● WORK TO BE COMPLETED
Scan the entries for the string "params" and give the number of lines that have it, nothing further.

*** Opening ENTRIES SUPPLIED ***

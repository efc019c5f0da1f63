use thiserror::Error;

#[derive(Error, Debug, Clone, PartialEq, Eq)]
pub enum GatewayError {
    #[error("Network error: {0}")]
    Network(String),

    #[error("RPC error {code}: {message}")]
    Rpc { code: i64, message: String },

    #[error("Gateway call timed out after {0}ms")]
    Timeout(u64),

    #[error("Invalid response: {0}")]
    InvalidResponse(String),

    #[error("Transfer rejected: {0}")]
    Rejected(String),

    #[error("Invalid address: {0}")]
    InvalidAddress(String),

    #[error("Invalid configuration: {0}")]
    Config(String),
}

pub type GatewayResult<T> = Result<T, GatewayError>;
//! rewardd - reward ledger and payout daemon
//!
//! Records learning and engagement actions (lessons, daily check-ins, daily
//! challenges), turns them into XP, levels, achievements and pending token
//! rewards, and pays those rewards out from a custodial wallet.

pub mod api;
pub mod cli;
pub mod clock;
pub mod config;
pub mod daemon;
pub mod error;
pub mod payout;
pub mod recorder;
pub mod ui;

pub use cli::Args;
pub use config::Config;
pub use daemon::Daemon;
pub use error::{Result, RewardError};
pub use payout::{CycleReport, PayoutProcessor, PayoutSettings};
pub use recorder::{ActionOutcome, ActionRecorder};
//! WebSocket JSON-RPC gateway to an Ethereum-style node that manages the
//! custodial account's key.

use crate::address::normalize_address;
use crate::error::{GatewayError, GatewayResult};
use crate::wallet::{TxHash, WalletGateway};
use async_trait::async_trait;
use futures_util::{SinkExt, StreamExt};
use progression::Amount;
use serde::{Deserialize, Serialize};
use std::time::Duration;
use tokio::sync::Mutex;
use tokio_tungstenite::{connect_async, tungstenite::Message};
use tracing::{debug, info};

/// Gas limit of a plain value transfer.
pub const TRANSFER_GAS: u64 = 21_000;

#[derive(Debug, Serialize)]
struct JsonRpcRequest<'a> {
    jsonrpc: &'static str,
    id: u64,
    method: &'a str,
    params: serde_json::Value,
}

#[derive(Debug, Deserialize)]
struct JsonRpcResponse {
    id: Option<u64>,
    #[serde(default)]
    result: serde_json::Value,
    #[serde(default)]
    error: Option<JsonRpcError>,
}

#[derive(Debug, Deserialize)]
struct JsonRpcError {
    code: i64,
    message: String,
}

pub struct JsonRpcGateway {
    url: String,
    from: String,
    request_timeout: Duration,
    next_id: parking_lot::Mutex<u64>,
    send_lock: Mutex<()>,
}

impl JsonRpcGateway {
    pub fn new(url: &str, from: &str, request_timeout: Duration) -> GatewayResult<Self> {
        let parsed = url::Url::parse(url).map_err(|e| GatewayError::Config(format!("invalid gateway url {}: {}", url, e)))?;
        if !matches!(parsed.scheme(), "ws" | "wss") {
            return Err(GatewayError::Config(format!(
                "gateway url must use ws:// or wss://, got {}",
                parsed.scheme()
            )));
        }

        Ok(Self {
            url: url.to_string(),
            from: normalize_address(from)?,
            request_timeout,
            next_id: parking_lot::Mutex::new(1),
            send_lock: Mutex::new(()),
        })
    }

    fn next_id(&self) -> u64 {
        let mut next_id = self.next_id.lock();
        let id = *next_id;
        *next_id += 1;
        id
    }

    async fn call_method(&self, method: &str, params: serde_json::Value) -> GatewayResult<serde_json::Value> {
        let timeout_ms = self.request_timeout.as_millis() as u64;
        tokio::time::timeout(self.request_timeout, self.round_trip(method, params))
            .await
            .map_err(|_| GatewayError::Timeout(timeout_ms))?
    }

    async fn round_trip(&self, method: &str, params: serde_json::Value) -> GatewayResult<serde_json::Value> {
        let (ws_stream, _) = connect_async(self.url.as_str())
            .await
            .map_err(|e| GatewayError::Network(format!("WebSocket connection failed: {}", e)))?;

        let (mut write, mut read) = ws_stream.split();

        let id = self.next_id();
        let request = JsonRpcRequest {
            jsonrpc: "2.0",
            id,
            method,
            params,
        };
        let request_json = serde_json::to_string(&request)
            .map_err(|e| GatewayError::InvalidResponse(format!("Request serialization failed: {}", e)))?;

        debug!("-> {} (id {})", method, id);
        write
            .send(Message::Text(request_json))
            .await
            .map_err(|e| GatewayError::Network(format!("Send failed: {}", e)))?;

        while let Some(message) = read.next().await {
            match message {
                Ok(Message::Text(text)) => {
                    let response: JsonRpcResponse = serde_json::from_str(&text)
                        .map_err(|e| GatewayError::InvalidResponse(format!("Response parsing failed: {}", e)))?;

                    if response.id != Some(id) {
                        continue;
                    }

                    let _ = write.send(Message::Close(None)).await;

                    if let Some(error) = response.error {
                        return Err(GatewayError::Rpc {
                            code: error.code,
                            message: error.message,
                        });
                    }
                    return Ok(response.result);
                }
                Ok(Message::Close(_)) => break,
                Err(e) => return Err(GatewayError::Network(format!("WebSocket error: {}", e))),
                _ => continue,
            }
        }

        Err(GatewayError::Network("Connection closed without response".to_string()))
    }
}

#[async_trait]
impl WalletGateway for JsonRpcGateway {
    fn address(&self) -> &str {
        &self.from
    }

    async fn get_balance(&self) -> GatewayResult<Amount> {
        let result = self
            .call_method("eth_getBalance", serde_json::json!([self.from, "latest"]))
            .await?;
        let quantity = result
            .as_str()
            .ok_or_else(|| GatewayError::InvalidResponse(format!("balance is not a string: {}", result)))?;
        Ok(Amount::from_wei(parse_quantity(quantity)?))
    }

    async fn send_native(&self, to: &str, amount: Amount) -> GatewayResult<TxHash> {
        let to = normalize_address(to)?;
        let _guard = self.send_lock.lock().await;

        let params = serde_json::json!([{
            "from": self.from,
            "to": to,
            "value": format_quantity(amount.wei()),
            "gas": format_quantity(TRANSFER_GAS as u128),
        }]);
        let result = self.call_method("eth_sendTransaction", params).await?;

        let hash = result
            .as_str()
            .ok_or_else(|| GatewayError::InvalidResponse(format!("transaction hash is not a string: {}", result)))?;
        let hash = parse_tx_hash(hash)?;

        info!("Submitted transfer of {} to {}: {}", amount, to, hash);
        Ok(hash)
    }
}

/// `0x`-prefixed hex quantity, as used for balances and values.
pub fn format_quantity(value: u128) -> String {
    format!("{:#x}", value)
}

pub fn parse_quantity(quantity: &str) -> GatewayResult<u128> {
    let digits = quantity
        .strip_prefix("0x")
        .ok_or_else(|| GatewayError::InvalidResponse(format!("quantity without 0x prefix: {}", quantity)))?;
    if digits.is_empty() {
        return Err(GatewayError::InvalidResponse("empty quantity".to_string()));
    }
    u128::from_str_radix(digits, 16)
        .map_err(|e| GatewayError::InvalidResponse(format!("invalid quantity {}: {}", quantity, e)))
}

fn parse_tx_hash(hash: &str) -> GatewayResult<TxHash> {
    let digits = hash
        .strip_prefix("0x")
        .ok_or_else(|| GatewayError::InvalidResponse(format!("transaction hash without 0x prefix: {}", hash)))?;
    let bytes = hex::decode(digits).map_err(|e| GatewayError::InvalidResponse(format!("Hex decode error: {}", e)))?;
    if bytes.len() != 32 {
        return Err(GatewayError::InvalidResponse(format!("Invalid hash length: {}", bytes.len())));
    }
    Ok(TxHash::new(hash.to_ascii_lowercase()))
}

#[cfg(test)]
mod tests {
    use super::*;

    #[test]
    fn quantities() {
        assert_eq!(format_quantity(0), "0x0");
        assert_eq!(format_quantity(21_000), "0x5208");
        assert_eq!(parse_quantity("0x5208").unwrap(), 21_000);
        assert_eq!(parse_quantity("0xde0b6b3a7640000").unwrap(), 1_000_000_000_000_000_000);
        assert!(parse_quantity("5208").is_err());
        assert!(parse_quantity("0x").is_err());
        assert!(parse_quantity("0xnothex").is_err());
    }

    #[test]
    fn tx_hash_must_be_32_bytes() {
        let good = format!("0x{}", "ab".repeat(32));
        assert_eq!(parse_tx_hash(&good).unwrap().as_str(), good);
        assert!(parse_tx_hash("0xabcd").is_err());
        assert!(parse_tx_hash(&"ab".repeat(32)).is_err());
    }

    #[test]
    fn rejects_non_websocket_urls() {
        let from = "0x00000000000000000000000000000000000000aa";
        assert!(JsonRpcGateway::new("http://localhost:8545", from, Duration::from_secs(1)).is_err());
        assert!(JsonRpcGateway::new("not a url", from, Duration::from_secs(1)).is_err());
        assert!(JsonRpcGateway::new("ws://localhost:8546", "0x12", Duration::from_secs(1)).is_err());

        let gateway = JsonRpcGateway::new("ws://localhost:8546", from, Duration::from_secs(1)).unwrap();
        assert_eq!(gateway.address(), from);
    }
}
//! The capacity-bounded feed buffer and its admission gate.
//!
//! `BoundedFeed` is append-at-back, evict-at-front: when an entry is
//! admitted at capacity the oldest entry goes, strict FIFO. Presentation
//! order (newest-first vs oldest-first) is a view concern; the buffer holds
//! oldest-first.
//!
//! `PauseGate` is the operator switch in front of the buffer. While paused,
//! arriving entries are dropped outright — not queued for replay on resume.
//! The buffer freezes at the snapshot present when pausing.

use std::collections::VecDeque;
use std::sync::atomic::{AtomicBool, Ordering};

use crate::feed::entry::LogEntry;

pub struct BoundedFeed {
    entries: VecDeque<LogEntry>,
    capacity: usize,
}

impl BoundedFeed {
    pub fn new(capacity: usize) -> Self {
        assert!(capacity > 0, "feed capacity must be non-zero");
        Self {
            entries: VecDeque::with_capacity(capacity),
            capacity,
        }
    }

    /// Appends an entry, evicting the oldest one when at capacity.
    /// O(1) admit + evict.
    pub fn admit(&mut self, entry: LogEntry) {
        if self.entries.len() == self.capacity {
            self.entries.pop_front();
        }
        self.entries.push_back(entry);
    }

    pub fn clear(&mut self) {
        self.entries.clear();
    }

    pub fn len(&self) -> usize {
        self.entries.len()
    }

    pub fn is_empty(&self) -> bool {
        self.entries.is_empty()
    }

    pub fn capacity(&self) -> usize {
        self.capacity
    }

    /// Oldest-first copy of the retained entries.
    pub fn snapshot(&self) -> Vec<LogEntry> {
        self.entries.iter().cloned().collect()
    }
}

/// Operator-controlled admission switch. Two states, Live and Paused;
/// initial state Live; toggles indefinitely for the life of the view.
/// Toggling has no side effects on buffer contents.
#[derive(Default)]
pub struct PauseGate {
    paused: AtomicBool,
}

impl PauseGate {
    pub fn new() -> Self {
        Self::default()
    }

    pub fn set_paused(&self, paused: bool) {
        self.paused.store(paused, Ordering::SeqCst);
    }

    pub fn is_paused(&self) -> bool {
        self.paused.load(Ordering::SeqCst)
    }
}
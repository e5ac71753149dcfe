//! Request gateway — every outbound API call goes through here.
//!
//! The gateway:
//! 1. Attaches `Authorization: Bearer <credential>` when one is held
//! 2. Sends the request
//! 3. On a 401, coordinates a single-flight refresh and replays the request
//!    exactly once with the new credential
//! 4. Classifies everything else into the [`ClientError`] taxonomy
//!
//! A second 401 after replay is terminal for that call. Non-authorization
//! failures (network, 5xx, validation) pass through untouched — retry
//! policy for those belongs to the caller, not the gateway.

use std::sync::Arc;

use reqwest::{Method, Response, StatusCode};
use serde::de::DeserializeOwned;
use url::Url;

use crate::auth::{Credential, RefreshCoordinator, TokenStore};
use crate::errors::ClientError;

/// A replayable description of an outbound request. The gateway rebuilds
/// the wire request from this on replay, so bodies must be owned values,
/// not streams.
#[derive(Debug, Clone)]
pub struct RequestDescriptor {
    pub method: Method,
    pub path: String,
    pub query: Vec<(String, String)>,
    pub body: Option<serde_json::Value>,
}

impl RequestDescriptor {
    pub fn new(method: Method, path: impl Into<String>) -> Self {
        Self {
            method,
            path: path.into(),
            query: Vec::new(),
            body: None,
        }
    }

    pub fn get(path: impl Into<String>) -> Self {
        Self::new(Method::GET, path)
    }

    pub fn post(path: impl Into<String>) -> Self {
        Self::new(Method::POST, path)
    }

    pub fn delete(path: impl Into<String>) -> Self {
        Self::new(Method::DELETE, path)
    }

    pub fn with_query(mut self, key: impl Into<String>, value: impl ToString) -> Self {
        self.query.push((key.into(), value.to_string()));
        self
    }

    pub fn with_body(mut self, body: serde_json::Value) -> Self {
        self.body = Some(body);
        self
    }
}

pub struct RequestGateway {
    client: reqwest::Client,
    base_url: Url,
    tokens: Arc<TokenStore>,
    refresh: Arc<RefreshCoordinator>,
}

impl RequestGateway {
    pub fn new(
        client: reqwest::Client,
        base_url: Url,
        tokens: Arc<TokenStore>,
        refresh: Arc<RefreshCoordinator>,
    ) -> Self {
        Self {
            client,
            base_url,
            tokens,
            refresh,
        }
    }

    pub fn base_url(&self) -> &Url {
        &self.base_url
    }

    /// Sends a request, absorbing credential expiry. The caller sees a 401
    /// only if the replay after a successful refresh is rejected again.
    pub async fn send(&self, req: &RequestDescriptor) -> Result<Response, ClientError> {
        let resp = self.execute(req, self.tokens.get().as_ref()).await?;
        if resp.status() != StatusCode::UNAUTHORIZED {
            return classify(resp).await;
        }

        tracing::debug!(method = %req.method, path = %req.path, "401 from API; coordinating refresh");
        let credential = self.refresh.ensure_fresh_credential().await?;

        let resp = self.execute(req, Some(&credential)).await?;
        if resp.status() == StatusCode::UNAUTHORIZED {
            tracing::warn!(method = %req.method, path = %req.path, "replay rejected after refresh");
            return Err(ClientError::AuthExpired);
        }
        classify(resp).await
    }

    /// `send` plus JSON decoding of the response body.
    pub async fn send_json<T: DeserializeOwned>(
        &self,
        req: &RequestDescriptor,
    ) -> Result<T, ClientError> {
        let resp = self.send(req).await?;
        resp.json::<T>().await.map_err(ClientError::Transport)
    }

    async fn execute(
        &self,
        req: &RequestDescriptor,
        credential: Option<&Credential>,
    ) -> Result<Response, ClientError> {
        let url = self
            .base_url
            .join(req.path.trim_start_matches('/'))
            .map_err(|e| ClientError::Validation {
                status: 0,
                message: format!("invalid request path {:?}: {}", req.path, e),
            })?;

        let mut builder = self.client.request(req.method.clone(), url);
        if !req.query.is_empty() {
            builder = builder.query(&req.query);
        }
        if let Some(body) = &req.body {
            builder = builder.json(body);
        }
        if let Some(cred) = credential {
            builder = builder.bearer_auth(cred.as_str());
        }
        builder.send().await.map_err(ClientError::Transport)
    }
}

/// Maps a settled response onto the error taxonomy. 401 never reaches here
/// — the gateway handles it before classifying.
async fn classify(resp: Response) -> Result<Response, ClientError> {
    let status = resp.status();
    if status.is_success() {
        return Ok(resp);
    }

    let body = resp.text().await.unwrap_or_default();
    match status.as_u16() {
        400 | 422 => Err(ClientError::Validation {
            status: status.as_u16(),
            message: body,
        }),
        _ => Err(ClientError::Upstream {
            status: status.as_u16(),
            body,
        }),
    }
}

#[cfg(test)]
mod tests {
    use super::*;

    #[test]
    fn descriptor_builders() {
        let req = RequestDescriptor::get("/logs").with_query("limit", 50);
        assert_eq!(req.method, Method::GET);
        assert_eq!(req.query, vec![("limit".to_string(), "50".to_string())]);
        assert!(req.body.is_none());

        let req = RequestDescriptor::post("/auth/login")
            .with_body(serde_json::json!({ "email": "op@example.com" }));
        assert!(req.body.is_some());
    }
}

*** Closing ENTRIES SUPPLIED ***

● RESPONSE AREA
7